In his renditions of objects selected from print advertisements like “Cup of Coffee,” and “Washing Machine” (1961), the artist used minimal lines to convey information. He produced images which expose the coded graphic language of commercial printing and convey aspects of consumerism without symbolic significance. He envisioned “a vernacular subject being brought into high art.” These paintings were the result of an elaborate process. Starting with a mass-produced print image from a newspaper, he drew a free-hand version. He projected the drawing, greatly enlarged onto a canvas and traced the image, which he then painted. He utilized Ben-Day dots to represent certain colors or shadows, as if created by photographic reproduction. To produce these dots he devised a stencil: a pre-cut sheet of perforated metal, a tool which studio assistants could use to apply colors he chose.
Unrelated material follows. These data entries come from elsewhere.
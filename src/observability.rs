//! Logging setup.

pub use fdw_core::Sensitive;

use tracing_subscriber::fmt::format::FmtSpan;
use tracing_subscriber::EnvFilter;

use crate::settings::{FdwSettings, DEFAULT_LOG_FILTER};

/// Installs the JSON subscriber on stderr. Safe to call more than once; only
/// the first call installs anything.
pub fn init_tracing(settings: &FdwSettings) {
    let env_filter = EnvFilter::try_new(&settings.log_filter).unwrap_or_else(|e| {
        eprintln!("invalid log filter \"{}\": {e}", settings.log_filter);
        EnvFilter::new(DEFAULT_LOG_FILTER)
    });

    let installed = tracing_subscriber::fmt()
        .with_env_filter(env_filter)
        .with_writer(std::io::stderr)
        .json()
        .with_thread_ids(true)
        .with_file(true)
        .with_line_number(true)
        .with_current_span(true)
        .with_span_list(true)
        .with_ansi(false)
        .with_span_events(FmtSpan::CLOSE)
        .try_init()
        .is_ok();

    if installed {
        tracing::info!(filter = %settings.log_filter, "tracing initialized");
    }
}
Near the end of his career he found inspiration in reproductions in a catalog of Chinese Song Dynasty paintings. He admired the spare technique used by Song artists and his versions of these exquisite works utilized dots to represent landscape and water while brushy strokes of blue paint evoked a patch of fog in “Landscape in Fog” (1996).
An informative Acoustiguide focuses attention on 27 objects in the exhibition and highlights “the paradox of an artist’s hand in an age of commercial printing.” An extensive catalog complements the exhibition.
The Bank of America is the global sponsor of Roy Lichtenstein: A Retrospective, which was organized by the Art Institute of Chicago and Tate Modern, London,. It is scheduled to travel to the National Gallery, Washington, DC, ( October 14, 2012--January 13, 2013), Tate Modern, London, ( February 21--May 27, 2013) and the Centre Pompidou, Paris (July 3--November 4, 2013).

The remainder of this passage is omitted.